Essentially, there's a multi plate clutch for each rear wheel.
Assuming the wheels are on the ground & have traction, drive arrives via the tailshaft, through the diff & into the limited slip clutch part.

The drive ring (part #4) moves out to clamp the clutch plates (part #s 2 & 3) to transmit drive to the axle/wheel. The outward movement of the drive ring (#4) is accomplished via the ramps (you can see these as cutouts on the inner sides of each of the drive rings (#4).
If a wheel loses traction the drive ring loosens its clamping of the clutch pack & drive is reduced/removed from that wheel.

There's a whole bunch of wearing bits in there, but the most important (in this instance) is the clutch plates. As the clutch plates wear & get thinner the drive ring has to move further out to clamp the clutch plates. Because that outward movement is accomplished via the drive ring ramps it uses more rotational movement to do this. But, within reason, it will eventually clamp the clutch plates & transmit drive.

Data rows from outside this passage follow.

/*
    types.rs - Common identifier and time types for the sendable model

    Defines:
    - Timestamps (store-assigned, millisecond precision)
    - IDs for sendables, users and chats
*/

use serde::{Deserialize, Serialize};
use std::fmt;
use std::time::{SystemTime, UNIX_EPOCH};

/// Unix timestamp in milliseconds
#[derive(
    Debug, Clone, Copy, Default, PartialEq, Eq, PartialOrd, Ord, Hash, Serialize, Deserialize,
)]
pub struct Timestamp(pub u64);

impl Timestamp {
    /// The Unix epoch. Used as "no lower bound" when replaying a feed.
    pub const EPOCH: Timestamp = Timestamp(0);

    /// Create a timestamp representing the current time
    pub fn now() -> Self {
        let duration = SystemTime::now().duration_since(UNIX_EPOCH).unwrap_or_default();
        Timestamp(duration.as_millis() as u64)
    }

    /// Create a timestamp from milliseconds since epoch
    pub fn from_millis(millis: u64) -> Self {
        Timestamp(millis)
    }

    /// Get milliseconds since epoch
    pub fn as_millis(&self) -> u64 {
        self.0
    }

    /// The timestamp one millisecond later
    pub fn next(&self) -> Self {
        Timestamp(self.0.saturating_add(1))
    }
}

impl fmt::Display for Timestamp {
    fn fmt(&self, f: &mut fmt::Formatter<'_>) -> fmt::Result {
        write!(f, "{}", self.0)
    }
}

/// Unique identifier of a sendable within a feed
#[derive(Debug, Clone, PartialEq, Eq, Hash, PartialOrd, Ord, Serialize, Deserialize)]
pub struct SendableId(pub String);

impl SendableId {
    pub fn new(id: impl Into<String>) -> Self {
        SendableId(id.into())
    }

    pub fn generate() -> Self {
        SendableId(uuid::Uuid::new_v4().to_string())
    }

    pub fn as_str(&self) -> &str {
        &self.0
    }
}

impl fmt::Display for SendableId {
    fn fmt(&self, f: &mut fmt::Formatter<'_>) -> fmt::Result {
        write!(f, "{}", self.0)
    }
}

/// User identifier
#[derive(Debug, Clone, PartialEq, Eq, Hash, PartialOrd, Ord, Serialize, Deserialize)]
pub struct UserId(pub String);

impl UserId {
    pub fn new(id: impl Into<String>) -> Self {
        UserId(id.into())
    }

    pub fn as_str(&self) -> &str {
        &self.0
    }
}

impl fmt::Display for UserId {
    fn fmt(&self, f: &mut fmt::Formatter<'_>) -> fmt::Result {
        write!(f, "{}", self.0)
    }
}

/// Group chat identifier
#[derive(Debug, Clone, PartialEq, Eq, Hash, Serialize, Deserialize)]
pub struct ChatId(pub String);

impl ChatId {
    pub fn new(id: impl Into<String>) -> Self {
        ChatId(id.into())
    }

    pub fn generate() -> Self {
        ChatId(uuid::Uuid::new_v4().to_string())
    }

    pub fn as_str(&self) -> &str {
        &self.0
    }
}

impl fmt::Display for ChatId {
    fn fmt(&self, f: &mut fmt::Formatter<'_>) -> fmt::Result {
        write!(f, "{}", self.0)
    }
}
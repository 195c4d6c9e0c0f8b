//! The sendable envelope
//!
//! Every record on a chat feed is a [`Sendable`]: an identifier, a kind, the
//! sender, a store-assigned date and a free-form JSON body. Typed views over
//! a sendable live in [`super::projections`].

use super::types::{SendableId, Timestamp, UserId};
use serde::{Deserialize, Serialize};
use serde_json::Value;
use std::fmt;

/// JSON object carried by a sendable or written to a participant list
pub type Body = serde_json::Map<String, Value>;

/// Discriminates the kind of payload a sendable carries
///
/// Kinds this SDK does not know about decode to [`SendableType::Unknown`]
/// instead of failing, so a newer peer can never break an older feed.
#[derive(Debug, Clone, PartialEq, Eq, Hash, Serialize, Deserialize)]
#[serde(from = "String", into = "String")]
pub enum SendableType {
    Message,
    DeliveryReceipt,
    TypingState,
    Invitation,
    Presence,
    Unknown(String),
}

impl SendableType {
    /// Every kind with a typed channel
    pub const KNOWN: [SendableType; 5] = [
        SendableType::Message,
        SendableType::DeliveryReceipt,
        SendableType::TypingState,
        SendableType::Invitation,
        SendableType::Presence,
    ];

    /// Wire representation
    pub fn as_str(&self) -> &str {
        match self {
            SendableType::Message => "message",
            SendableType::DeliveryReceipt => "receipt",
            SendableType::TypingState => "typing",
            SendableType::Invitation => "invitation",
            SendableType::Presence => "presence",
            SendableType::Unknown(other) => other,
        }
    }

    /// Parse a wire string. Never fails.
    pub fn parse(s: &str) -> Self {
        match s {
            "message" => SendableType::Message,
            "receipt" => SendableType::DeliveryReceipt,
            "typing" => SendableType::TypingState,
            "invitation" => SendableType::Invitation,
            "presence" => SendableType::Presence,
            other => SendableType::Unknown(other.to_string()),
        }
    }

    pub fn is_known(&self) -> bool {
        !matches!(self, SendableType::Unknown(_))
    }
}

impl From<String> for SendableType {
    fn from(s: String) -> Self {
        SendableType::parse(&s)
    }
}

impl From<SendableType> for String {
    fn from(kind: SendableType) -> Self {
        kind.as_str().to_string()
    }
}

impl fmt::Display for SendableType {
    fn fmt(&self, f: &mut fmt::Formatter<'_>) -> fmt::Result {
        write!(f, "{}", self.as_str())
    }
}

/// A tagged, timestamped unit of communication
#[derive(Debug, Clone, PartialEq, Serialize, Deserialize)]
pub struct Sendable {
    /// Identifier, unique within its feed
    pub id: SendableId,

    #[serde(rename = "type")]
    kind: SendableType,

    /// Sender
    pub from: UserId,

    /// Assigned by the remote store on write
    pub date: Timestamp,

    /// Kind-specific payload
    #[serde(default)]
    pub body: Body,
}

impl Sendable {
    /// Prepare an outbound sendable. The store replaces the id and date on write.
    pub fn new(kind: SendableType, from: UserId, body: Body) -> Self {
        Self {
            id: SendableId::generate(),
            kind,
            from,
            date: Timestamp::now(),
            body,
        }
    }

    /// Build a sendable from a decoded store record
    pub fn from_record(
        id: SendableId,
        kind: SendableType,
        from: UserId,
        date: Timestamp,
        body: Body,
    ) -> Self {
        Self { id, kind, from, date, body }
    }

    /// The kind of this sendable. Fixed at construction.
    pub fn kind(&self) -> &SendableType {
        &self.kind
    }

    pub fn is_type(&self, kind: &SendableType) -> bool {
        &self.kind == kind
    }

    /// String value of a body field, if present and a string
    pub fn body_str(&self, key: &str) -> Option<&str> {
        self.body.get(key).and_then(Value::as_str)
    }
}

/// Build a [`Body`] from `(key, value)` pairs
pub fn body<K, V, I>(pairs: I) -> Body
where
    K: Into<String>,
    V: Into<Value>,
    I: IntoIterator<Item = (K, V)>,
{
    pairs.into_iter().map(|(k, v)| (k.into(), v.into())).collect()
}
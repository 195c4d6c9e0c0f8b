//! Merged event representation

use crate::core_chat::errors::ChatError;
use crate::core_model::{
    DeliveryReceipt, Invitation, Message, Presence, TypedSendable, TypingState,
};

/// One typed chat event, as published on the merged channel
#[derive(Debug, Clone, PartialEq)]
pub enum ChatEvent {
    Message(Message),
    DeliveryReceipt(DeliveryReceipt),
    TypingState(TypingState),
    Invitation(Invitation),
    Presence(Presence),
    Error(ChatError),
}

impl ChatEvent {
    pub fn is_error(&self) -> bool {
        matches!(self, ChatEvent::Error(_))
    }
}

impl From<TypedSendable> for ChatEvent {
    fn from(typed: TypedSendable) -> Self {
        match typed {
            TypedSendable::Message(m) => ChatEvent::Message(m),
            TypedSendable::DeliveryReceipt(r) => ChatEvent::DeliveryReceipt(r),
            TypedSendable::TypingState(t) => ChatEvent::TypingState(t),
            TypedSendable::Invitation(i) => ChatEvent::Invitation(i),
            TypedSendable::Presence(p) => ChatEvent::Presence(p),
        }
    }
}

impl From<ChatError> for ChatEvent {
    fn from(error: ChatError) -> Self {
        ChatEvent::Error(error)
    }
}
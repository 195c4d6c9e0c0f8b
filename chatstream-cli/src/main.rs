use anyhow::{bail, Result};
use chatstream_core::config::Config;
use chatstream_core::core_model::{Message, TypingState, TypingStateType, UserId};
use chatstream_core::logging::{init_logging_with_config, LogConfig, LogLevel};
use chatstream_core::{ChatEvent, ChatSdk, InMemoryAdapter};
use clap::Parser;
use std::path::PathBuf;
use std::sync::Arc;
use std::time::Duration;
use tokio::time::timeout;
use tracing::{debug, info, warn};

const EVENT_WAIT: Duration = Duration::from_secs(5);

#[derive(Parser, Debug)]
#[command(name = "chatstream")]
#[command(author, version, about, long_about = None)]
struct Args {
    /// Set the log level (trace, debug, info, warn, error), overriding the config file
    #[arg(short, long)]
    log_level: Option<String>,

    /// Enable JSON formatted logging
    #[arg(long)]
    json_logs: bool,

    /// TOML configuration file; CHATSTREAM_* variables are applied on top
    #[arg(short, long)]
    config: Option<PathBuf>,

    /// Subcommand to execute
    #[command(subcommand)]
    command: Option<Command>,
}

#[derive(Parser, Debug)]
enum Command {
    /// Run two in-process users exchanging messages and read receipts
    Demo {
        /// Number of messages alice sends to bob
        #[arg(short, long, default_value_t = 3)]
        messages: usize,

        /// Print received sendables as JSON
        #[arg(long)]
        json: bool,
    },
    /// Print the effective configuration as TOML
    Config,
}

fn load_config(path: Option<&PathBuf>) -> Result<Config> {
    let config = match path {
        Some(path) => {
            let mut config = Config::from_file(path)?;
            config.apply_env()?;
            config.validate()?;
            config
        }
        None => Config::from_env()?,
    };
    Ok(config)
}

fn log_config(args: &Args, config: &Config) -> Result<LogConfig> {
    let mut log_config = LogConfig::try_from(&config.logging)?;

    if let Some(level) = &args.log_level {
        let level = level.parse::<LogLevel>().unwrap_or_else(|_| {
            eprintln!("Invalid log level '{}', using 'info'", level);
            LogLevel::Info
        });
        log_config = LogConfig { level, ..log_config };
    }

    Ok(log_config.json_format(args.json_logs || config.logging.json_format))
}

async fn run_demo(config: Config, count: usize, json: bool) -> Result<()> {
    let alice = UserId::new("alice");
    let bob = UserId::new("bob");

    let alice_session = InMemoryAdapter::new(alice.clone());
    let bob_session = alice_session.for_user(bob.clone());
    let alice_sdk = ChatSdk::initialize(config.clone(), Arc::new(alice_session))?;
    let bob_sdk = ChatSdk::initialize(config, Arc::new(bob_session))?;

    let alice_chat = alice_sdk.one_to_one_chat(alice.clone());
    let bob_chat = bob_sdk.one_to_one_chat(bob.clone());
    let mut alice_events = alice_chat.events().subscribe_all();
    let mut bob_events = bob_chat.events().subscribe_all();

    alice_chat.connect().await?;
    bob_chat.connect().await?;
    info!(alice = %alice_chat.state(), bob = %bob_chat.state(), "Chats connected");

    let to_bob = alice_chat.paths().outbound_path(&bob);
    alice_chat
        .send(&to_bob, TypingState::create(alice.clone(), TypingStateType::Typing))
        .await?;
    for n in 1..=count {
        let text = format!("message {} of {}", n, count);
        alice_chat.send(&to_bob, Message::with_text(alice.clone(), text)).await?;
    }

    let mut received = 0;
    while received < count {
        match timeout(EVENT_WAIT, bob_events.recv()).await?? {
            ChatEvent::Message(message) => {
                received += 1;
                if json {
                    println!("{}", serde_json::to_string(message.sendable())?);
                } else {
                    println!("bob   <- {}: {}", message.sender(), message.text().unwrap_or(""));
                }
                bob_chat.mark_read(&message).await?;
            }
            ChatEvent::TypingState(state) => {
                let kind = state.typing_state().map_or("unknown", |t| t.as_str());
                println!("bob   <- {}: {}", state.sender(), kind);
            }
            ChatEvent::Error(error) => bail!("bob's chat failed: {}", error),
            other => debug!(event = ?other, "Ignoring event"),
        }
    }

    let mut receipts = 0;
    while receipts < count {
        match timeout(EVENT_WAIT, alice_events.recv()).await?? {
            ChatEvent::DeliveryReceipt(receipt) => {
                receipts += 1;
                let kind = receipt.receipt_type().map_or("unknown", |t| t.as_str());
                let target = receipt.message_id().map(|id| id.to_string()).unwrap_or_default();
                println!("alice <- {} {} {}", receipt.sender(), kind, target);
            }
            ChatEvent::Error(error) => warn!(error = %error, "Alice's chat reported an error"),
            other => debug!(event = ?other, "Ignoring event"),
        }
    }

    info!(
        alice_logged = alice_chat.get_sendables().len(),
        bob_logged = bob_chat.get_sendables().len(),
        "Demo finished"
    );

    alice_chat.disconnect();
    bob_chat.disconnect();
    Ok(())
}

#[tokio::main]
async fn main() -> Result<()> {
    let args = Args::parse();
    let config = load_config(args.config.as_ref())?;

    init_logging_with_config(log_config(&args, &config)?)?;

    info!("Chatstream CLI started");

    match args.command {
        Some(Command::Demo { messages, json }) => {
            run_demo(config, messages, json).await?;
        }
        Some(Command::Config) => {
            print!("{}", config.to_toml()?);
        }
        None => {
            info!("No command specified. Use --help for usage information.");
        }
    }

    info!("Chatstream CLI finished");

    Ok(())
}
//! In-memory RemoteAdapter
//!
//! A complete store held in process memory. Used by tests and the demo, and
//! as the reference for adapter semantics:
//! - every write gets a fresh id and a strictly increasing date
//! - live feeds replay stored history, then deliver new writes
//! - participant lists emit an `Added` per existing entry on watch
//!
//! Faults can be injected with [`InMemoryAdapter::fail_next`] (one-shot
//! calls) and [`InMemoryAdapter::fail_feeds`] (live feeds).

use crate::core_chat::adapter::{ListEventStream, RemoteAdapter, SendableStream};
use crate::core_chat::errors::{AdapterError, AdapterResult};
use crate::core_model::{
    Body, DataProvider, ListEvent, Path, Sendable, SendableId, Timestamp, User, UserId,
};
use async_trait::async_trait;
use futures::StreamExt;
use std::collections::{BTreeMap, HashMap, VecDeque};
use std::sync::{Arc, Mutex, MutexGuard, PoisonError};
use tokio::sync::mpsc;
use tokio_stream::wrappers::UnboundedReceiverStream;
use tracing::{debug, trace};

type FeedSender = mpsc::UnboundedSender<AdapterResult<Sendable>>;
type ListSender = mpsc::UnboundedSender<AdapterResult<ListEvent>>;

#[derive(Default)]
struct Store {
    clock: Timestamp,
    feeds: HashMap<Path, Vec<Sendable>>,
    watchers: HashMap<Path, Vec<FeedSender>>,
    lists: HashMap<Path, BTreeMap<String, Body>>,
    list_watchers: HashMap<Path, Vec<ListSender>>,
    failures: VecDeque<AdapterError>,
}

impl Store {
    fn tick(&mut self) -> Timestamp {
        self.clock = self.clock.next().max(Timestamp::now());
        self.clock
    }

    fn append(&mut self, path: &Path, sendable: Sendable) -> Sendable {
        let stored = Sendable::from_record(
            SendableId::generate(),
            sendable.kind().clone(),
            sendable.from,
            self.tick(),
            sendable.body,
        );
        self.feeds.entry(path.clone()).or_default().push(stored.clone());

        if let Some(watchers) = self.watchers.get_mut(path) {
            watchers.retain(|watcher| watcher.send(Ok(stored.clone())).is_ok());
        }
        stored
    }

    fn notify_list(&mut self, path: &Path, event: ListEvent) {
        if let Some(watchers) = self.list_watchers.get_mut(path) {
            watchers.retain(|watcher| watcher.send(Ok(event.clone())).is_ok());
        }
    }

    fn take_failure(&mut self) -> AdapterResult<()> {
        match self.failures.pop_front() {
            Some(error) => Err(error),
            None => Ok(()),
        }
    }
}

/// Process-local store
///
/// Clones made with [`InMemoryAdapter::for_user`] share the same store, so
/// several users' chats can talk to each other in one process.
pub struct InMemoryAdapter {
    local_user: UserId,
    store: Arc<Mutex<Store>>,
}

impl InMemoryAdapter {
    /// Store seen from `local_user`'s session
    pub fn new(local_user: UserId) -> Self {
        Self {
            local_user,
            store: Arc::new(Mutex::new(Store::default())),
        }
    }

    /// Another user's session on the same store
    pub fn for_user(&self, local_user: UserId) -> Self {
        Self {
            local_user,
            store: Arc::clone(&self.store),
        }
    }

    /// Start the logical clock at `start`; later writes are dated after it
    pub fn with_start_time(self, start: Timestamp) -> Self {
        self.lock().clock = start;
        self
    }

    pub fn local_user(&self) -> &UserId {
        &self.local_user
    }

    fn lock(&self) -> MutexGuard<'_, Store> {
        self.store.lock().unwrap_or_else(PoisonError::into_inner)
    }

    /// Write a sendable as another participant would. Returns it as stored.
    pub fn insert(&self, path: &Path, sendable: Sendable) -> Sendable {
        let stored = self.lock().append(path, sendable);
        trace!(path = %path, id = %stored.id, "Inserted sendable");
        stored
    }

    /// Everything stored at `path`, oldest first
    pub fn sendables(&self, path: &Path) -> Vec<Sendable> {
        self.lock().feeds.get(path).cloned().unwrap_or_default()
    }

    /// Current entries of the participant list at `path`
    pub fn list_entries(&self, path: &Path) -> BTreeMap<String, Body> {
        self.lock().lists.get(path).cloned().unwrap_or_default()
    }

    /// Fail the next one-shot call with `error`. Queued failures are consumed
    /// in order.
    pub fn fail_next(&self, error: AdapterError) {
        self.lock().failures.push_back(error);
    }

    /// Deliver `error` on every open feed and list watch, then end them
    pub fn fail_feeds(&self, error: AdapterError) {
        let mut store = self.lock();
        let mut ended = 0;
        for (_, watchers) in store.watchers.drain() {
            for watcher in watchers {
                let _ = watcher.send(Err(error.clone()));
                ended += 1;
            }
        }
        for (_, watchers) in store.list_watchers.drain() {
            for watcher in watchers {
                let _ = watcher.send(Err(error.clone()));
                ended += 1;
            }
        }
        debug!(ended, error = %error, "Failed all feeds");
    }

    /// Deliver `error` on the feeds at `path` without ending them
    pub fn push_feed_error(&self, path: &Path, error: AdapterError) {
        if let Some(watchers) = self.lock().watchers.get_mut(path) {
            watchers.retain(|watcher| watcher.send(Err(error.clone())).is_ok());
        }
    }

    /// End the feeds at `path` without an error, as a store does when it
    /// drops a listener. List watches stay open.
    pub fn end_feeds(&self, path: &Path) {
        let ended = self.lock().watchers.remove(path).map_or(0, |watchers| watchers.len());
        debug!(path = %path, ended, "Ended feeds");
    }

    /// Live feeds on `path` whose consumer is still attached
    pub fn feed_watcher_count(&self, path: &Path) -> usize {
        self.lock()
            .watchers
            .get(path)
            .map(|watchers| watchers.iter().filter(|watcher| !watcher.is_closed()).count())
            .unwrap_or(0)
    }

    /// List watches on `path` whose consumer is still attached
    pub fn list_watcher_count(&self, path: &Path) -> usize {
        self.lock()
            .list_watchers
            .get(path)
            .map(|watchers| watchers.iter().filter(|watcher| !watcher.is_closed()).count())
            .unwrap_or(0)
    }

    fn write_users(
        &self,
        path: &Path,
        provider: &dyn DataProvider,
        users: &[User],
        event: fn(String, Body) -> ListEvent,
    ) -> AdapterResult<()> {
        let mut store = self.lock();
        store.take_failure()?;
        for user in users {
            let data = provider.data(user);
            store
                .lists
                .entry(path.clone())
                .or_default()
                .insert(user.id.to_string(), data.clone());
            store.notify_list(path, event(user.id.to_string(), data));
        }
        Ok(())
    }
}

#[async_trait]
impl RemoteAdapter for InMemoryAdapter {
    fn messages_on(
        &self,
        path: &Path,
        newer_than: Option<Timestamp>,
        limit: Option<usize>,
    ) -> SendableStream {
        let (tx, rx) = mpsc::unbounded_channel();
        let mut store = self.lock();

        let history: Vec<&Sendable> = store
            .feeds
            .get(path)
            .map(|feed| {
                feed.iter()
                    .filter(|sendable| newer_than.map_or(true, |bound| sendable.date > bound))
                    .collect()
            })
            .unwrap_or_default();
        let skip = limit.map_or(0, |limit| history.len().saturating_sub(limit));
        for sendable in history.into_iter().skip(skip) {
            let _ = tx.send(Ok(sendable.clone()));
        }

        store.watchers.entry(path.clone()).or_default().push(tx);
        debug!(path = %path, newer_than = ?newer_than, limit = ?limit, "Feed opened");
        UnboundedReceiverStream::new(rx).boxed()
    }

    async fn load_more_messages(
        &self,
        path: &Path,
        from: Option<Timestamp>,
        to: Option<Timestamp>,
        limit: Option<usize>,
    ) -> AdapterResult<Vec<Sendable>> {
        let mut store = self.lock();
        store.take_failure()?;

        let matching: Vec<Sendable> = store
            .feeds
            .get(path)
            .map(|feed| {
                feed.iter()
                    .filter(|sendable| from.map_or(true, |from| sendable.date >= from))
                    .filter(|sendable| to.map_or(true, |to| sendable.date <= to))
                    .cloned()
                    .collect()
            })
            .unwrap_or_default();

        let page = match (limit, from) {
            (None, _) => matching,
            (Some(limit), Some(_)) => matching.into_iter().take(limit).collect(),
            (Some(limit), None) => {
                let skip = matching.len().saturating_sub(limit);
                matching.into_iter().skip(skip).collect()
            }
        };
        Ok(page)
    }

    async fn date_of_last_sent_message(&self, path: &Path) -> AdapterResult<Option<Timestamp>> {
        let mut store = self.lock();
        store.take_failure()?;

        Ok(store.feeds.get(path).and_then(|feed| {
            feed.iter()
                .rev()
                .find(|sendable| sendable.from == self.local_user)
                .map(|sendable| sendable.date)
        }))
    }

    fn list_change_on(&self, path: &Path) -> ListEventStream {
        let (tx, rx) = mpsc::unbounded_channel();
        let mut store = self.lock();

        if let Some(entries) = store.lists.get(path) {
            for (id, data) in entries {
                let _ = tx.send(Ok(ListEvent::added(id.clone(), data.clone())));
            }
        }

        store.list_watchers.entry(path.clone()).or_default().push(tx);
        UnboundedReceiverStream::new(rx).boxed()
    }

    async fn send(&self, path: &Path, sendable: Sendable) -> AdapterResult<SendableId> {
        let mut store = self.lock();
        store.take_failure()?;
        let stored = store.append(path, sendable);
        trace!(path = %path, id = %stored.id, "Stored sendable");
        Ok(stored.id)
    }

    async fn delete_sendable(&self, path: &Path) -> AdapterResult<()> {
        let mut store = self.lock();
        store.take_failure()?;

        let (feed_path, id) = match (path.parent(), path.last()) {
            (Some(parent), Some(id)) => (parent, id.to_string()),
            _ => return Err(AdapterError::NotFound(path.to_string())),
        };
        let feed = store
            .feeds
            .get_mut(&feed_path)
            .ok_or_else(|| AdapterError::NotFound(path.to_string()))?;
        let before = feed.len();
        feed.retain(|sendable| sendable.id.as_str() != id);
        if feed.len() == before {
            return Err(AdapterError::NotFound(path.to_string()));
        }
        Ok(())
    }

    async fn add_users(
        &self,
        path: &Path,
        provider: &dyn DataProvider,
        users: &[User],
    ) -> AdapterResult<()> {
        self.write_users(path, provider, users, |id, data| ListEvent::added(id, data))
    }

    async fn update_users(
        &self,
        path: &Path,
        provider: &dyn DataProvider,
        users: &[User],
    ) -> AdapterResult<()> {
        self.write_users(path, provider, users, |id, data| ListEvent::modified(id, data))
    }

    async fn remove_users(&self, path: &Path, users: &[User]) -> AdapterResult<()> {
        let mut store = self.lock();
        store.take_failure()?;
        for user in users {
            let id = user.id.to_string();
            let removed = store.lists.get_mut(path).and_then(|list| list.remove(&id));
            if let Some(data) = removed {
                store.notify_list(path, ListEvent::removed(id, data));
            }
        }
        Ok(())
    }
}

This shows up as scary amount of "freeplay" in the tailshaft rotation before the diff takes up the slack caused by the thinner clutch plates.

Hope that helps (& makes sense, I've been to a party & might have had a drink or 2) ;)

edit to add: It's not that weird a method of LSDing, Hewland used a similar system in its racing tranaxles for many years. It was similar enough that there were court battles between ZF & Hewland over who owned the design.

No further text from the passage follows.